(RECORD EXCERPTS Opens)
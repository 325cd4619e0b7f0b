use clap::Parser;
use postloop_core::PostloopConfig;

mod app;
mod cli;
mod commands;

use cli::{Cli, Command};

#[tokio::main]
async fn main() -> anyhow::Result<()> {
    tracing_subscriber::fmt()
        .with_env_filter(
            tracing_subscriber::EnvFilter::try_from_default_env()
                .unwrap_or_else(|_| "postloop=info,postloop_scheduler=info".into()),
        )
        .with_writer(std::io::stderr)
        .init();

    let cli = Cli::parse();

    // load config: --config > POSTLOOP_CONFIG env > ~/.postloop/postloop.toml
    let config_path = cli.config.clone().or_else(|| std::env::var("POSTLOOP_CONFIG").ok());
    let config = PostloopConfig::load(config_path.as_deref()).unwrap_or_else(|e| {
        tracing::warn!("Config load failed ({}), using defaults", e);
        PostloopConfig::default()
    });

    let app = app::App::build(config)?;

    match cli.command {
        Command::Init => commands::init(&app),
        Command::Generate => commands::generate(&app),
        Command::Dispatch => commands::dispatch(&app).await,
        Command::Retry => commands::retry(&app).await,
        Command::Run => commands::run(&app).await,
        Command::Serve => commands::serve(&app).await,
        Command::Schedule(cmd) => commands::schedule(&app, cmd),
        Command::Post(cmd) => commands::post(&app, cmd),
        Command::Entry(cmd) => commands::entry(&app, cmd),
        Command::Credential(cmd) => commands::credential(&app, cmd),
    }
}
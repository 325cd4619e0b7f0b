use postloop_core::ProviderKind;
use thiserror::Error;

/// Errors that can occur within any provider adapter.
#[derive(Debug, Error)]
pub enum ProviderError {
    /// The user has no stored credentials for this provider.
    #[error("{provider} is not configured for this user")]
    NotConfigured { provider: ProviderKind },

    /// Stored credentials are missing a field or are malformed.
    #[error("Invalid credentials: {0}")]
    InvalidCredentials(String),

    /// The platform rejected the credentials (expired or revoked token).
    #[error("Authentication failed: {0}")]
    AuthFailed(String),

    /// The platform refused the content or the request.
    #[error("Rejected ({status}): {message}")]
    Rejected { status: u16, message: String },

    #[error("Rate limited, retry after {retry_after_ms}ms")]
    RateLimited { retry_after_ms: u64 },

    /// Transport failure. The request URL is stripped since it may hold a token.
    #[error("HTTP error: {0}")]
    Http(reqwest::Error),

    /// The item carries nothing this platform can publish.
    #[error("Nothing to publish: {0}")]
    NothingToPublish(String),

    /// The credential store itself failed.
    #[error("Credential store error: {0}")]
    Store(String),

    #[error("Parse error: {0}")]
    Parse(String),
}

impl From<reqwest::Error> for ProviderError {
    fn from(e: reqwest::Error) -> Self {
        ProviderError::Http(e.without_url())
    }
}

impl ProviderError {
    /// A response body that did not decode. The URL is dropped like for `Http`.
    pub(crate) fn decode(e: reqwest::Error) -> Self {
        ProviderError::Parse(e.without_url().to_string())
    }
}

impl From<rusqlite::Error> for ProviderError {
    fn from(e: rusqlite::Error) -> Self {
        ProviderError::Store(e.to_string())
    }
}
(RECORD EXCERPTS Closes)
WHAT TO WORK ON:
Hand back the whole listing, exactly as it is.

ANSWER SECTION:
repository 325cd4619e0b7f0b
use clap::Parser;
use postloop_core::PostloopConfig;

mod app;
mod cli;
mod commands;

use cli::{Cli, Command};

#[tokio::main]
async fn main() -> anyhow::Result<()> {
    tracing_subscriber::fmt()
        .with_env_filter(
            tracing_subscriber::EnvFilter::try_from_default_env()
                .unwrap_or_else(|_| "postloop=info,postloop_scheduler=info".into()),
        )
        .with_writer(std::io::stderr)
        .init();

    let cli = Cli::parse();

    // load config: --config > POSTLOOP_CONFIG env > ~/.postloop/postloop.toml
    let config_path = cli.config.clone().or_else(|| std::env::var("POSTLOOP_CONFIG").ok());
    let config = PostloopConfig::load(config_path.as_deref()).unwrap_or_else(|e| {
        tracing::warn!("Config load failed ({}), using defaults", e);
        PostloopConfig::default()
    });

    let app = app::App::build(config)?;

    match cli.command {
        Command::Init => commands::init(&app),
        Command::Generate => commands::generate(&app),
        Command::Dispatch => commands::dispatch(&app).await,
        Command::Retry => commands::retry(&app).await,
        Command::Run => commands::run(&app).await,
        Command::Serve => commands::serve(&app).await,
        Command::Schedule(cmd) => commands::schedule(&app, cmd),
        Command::Post(cmd) => commands::post(&app, cmd),
        Command::Entry(cmd) => commands::entry(&app, cmd),
        Command::Credential(cmd) => commands::credential(&app, cmd),
    }
}
repository 325cd4619e0b7f0b
use postloop_core::ProviderKind;
use thiserror::Error;

/// Errors that can occur within any provider adapter.
#[derive(Debug, Error)]
pub enum ProviderError {
    /// The user has no stored credentials for this provider.
    #[error("{provider} is not configured for this user")]
    NotConfigured { provider: ProviderKind },

    /// Stored credentials are missing a field or are malformed.
    #[error("Invalid credentials: {0}")]
    InvalidCredentials(String),

    /// The platform rejected the credentials (expired or revoked token).
    #[error("Authentication failed: {0}")]
    AuthFailed(String),

    /// The platform refused the content or the request.
    #[error("Rejected ({status}): {message}")]
    Rejected { status: u16, message: String },

    #[error("Rate limited, retry after {retry_after_ms}ms")]
    RateLimited { retry_after_ms: u64 },

    /// Transport failure. The request URL is stripped since it may hold a token.
    #[error("HTTP error: {0}")]
    Http(reqwest::Error),

    /// The item carries nothing this platform can publish.
    #[error("Nothing to publish: {0}")]
    NothingToPublish(String),

    /// The credential store itself failed.
    #[error("Credential store error: {0}")]
    Store(String),

    #[error("Parse error: {0}")]
    Parse(String),
}

impl From<reqwest::Error> for ProviderError {
    fn from(e: reqwest::Error) -> Self {
        ProviderError::Http(e.without_url())
    }
}

impl ProviderError {
    /// A response body that did not decode. The URL is dropped like for `Http`.
    pub(crate) fn decode(e: reqwest::Error) -> Self {
        ProviderError::Parse(e.without_url().to_string())
    }
}

impl From<rusqlite::Error> for ProviderError {
    fn from(e: rusqlite::Error) -> Self {
        ProviderError::Store(e.to_string())
    }
}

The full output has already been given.